- **DESCRIPTION OF THE TASK**: A single number is the whole answer: the tally of lines in the data below that include the word "ones".

(Stored records)
■ ■ ■ ■ ■
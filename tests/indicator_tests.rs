use stock_autotrader::indicator::ema::Ema;
use stock_autotrader::indicator::sma::Sma;
use stock_autotrader::indicator::{label_rows, IndicatorEngine, StandardIndicators};
use stock_autotrader::model::candle::Candle;

fn flat_bars(closes: impl IntoIterator<Item = f64>) -> Vec<Candle> {
    closes.into_iter().map(Candle::flat).collect()
}

#[test]
fn basic_sma() {
    let mut sma = Sma::new(3);
    assert_eq!(sma.push(1.0), None);
    assert_eq!(sma.push(2.0), None);
    assert!(!sma.is_ready());

    let v = sma.push(3.0).unwrap();
    assert!((v - 2.0).abs() < f64::EPSILON);

    let v = sma.push(4.0).unwrap();
    assert!((v - 3.0).abs() < f64::EPSILON);
}

#[test]
fn sma_no_drift_after_many_pushes() {
    let mut sma = Sma::new(10);
    let mut naive_buf: Vec<f64> = Vec::new();

    for i in 0..10_000u64 {
        let val = (i as f64) * 0.1 + 0.01;
        sma.push(val);
        naive_buf.push(val);
        if naive_buf.len() > 10 {
            naive_buf.remove(0);
        }

        if let Some(ring_avg) = sma.value() {
            let naive_avg: f64 = naive_buf.iter().sum::<f64>() / naive_buf.len() as f64;
            assert!(
                (ring_avg - naive_avg).abs() < 1e-8,
                "Drift at i={}: ring={} naive={}",
                i,
                ring_avg,
                naive_avg
            );
        }
    }
}

#[test]
/// Verifies first-value seeding of the span EMA:
/// alpha = 2/(3+1) = 0.5 gives 2 -> 3.5 -> 5.75, reported from the 3rd value.
fn ema_seeds_with_first_value() {
    let mut ema = Ema::new(3);
    assert_eq!(ema.push(2.0), None);
    assert_eq!(ema.push(5.0), None);
    assert!(!ema.is_ready());
    let v = ema.push(8.0).unwrap();
    assert!((v - 5.75).abs() < 1e-12);
    assert!(ema.is_ready());
}

#[test]
#[should_panic(expected = "EMA period must be > 0")]
fn ema_zero_period_panics() {
    Ema::new(0);
}

#[test]
/// Verifies the standard engine's warm-up: SMA-200 governs, so 250 bars
/// produce exactly 51 rows, each closing on the matching bar.
fn standard_engine_drops_incomplete_lookback() {
    let engine = StandardIndicators::default();
    assert_eq!(engine.warmup_bars(), 199);
    let closes: Vec<f64> = (0..250).map(|i| 50.0 + (i % 7) as f64).collect();
    let rows = engine.augment(&flat_bars(closes.iter().copied()));
    assert_eq!(rows.len(), 51);
    assert_eq!(rows[0].close, closes[199]);
    assert_eq!(rows[50].close, closes[249]);
    assert!(rows.iter().all(|r| r.is_finite()));
}

#[test]
/// Verifies that short input yields no rows rather than partial ones.
fn standard_engine_short_input_is_empty() {
    let engine = StandardIndicators::default();
    assert!(engine.augment(&flat_bars((0..199).map(|i| i as f64 + 1.0))).is_empty());
}

#[test]
/// Verifies that a steady uptrend gives the expected indicator ordering:
/// short averages above long ones, positive MACD, RSI pinned at 100.
fn uptrend_feature_shape() {
    let engine = StandardIndicators::default();
    let rows = engine.augment(&flat_bars((0..220).map(|i| 100.0 + i as f64)));
    let last = rows.last().unwrap();
    assert!(last.ema_20 > last.ema_50);
    assert!(last.sma_50 > last.sma_200);
    assert!(last.macd > 0.0);
    assert_eq!(last.rsi, 100.0);
    assert!((last.atr - 1.0).abs() < 1e-6);
}

#[test]
/// Verifies labeling: target is "next close strictly higher" and the last
/// row, which has no successor, is dropped.
fn label_rows_drops_last_row() {
    let engine = StandardIndicators::default();
    let closes: Vec<f64> = (0..203).map(|i| if i % 2 == 0 { 10.0 } else { 11.0 }).collect();
    let rows = engine.augment(&flat_bars(closes));
    assert_eq!(rows.len(), 4);
    let labeled = label_rows(&rows);
    assert_eq!(labeled.len(), 3);
    assert_eq!(labeled[0].target, rows[1].close > rows[0].close);
    assert!(labeled.windows(2).all(|w| w[0].target != w[1].target));
}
■ ■ ■ ■ ■
- **THE COMPLETED TASK**: 2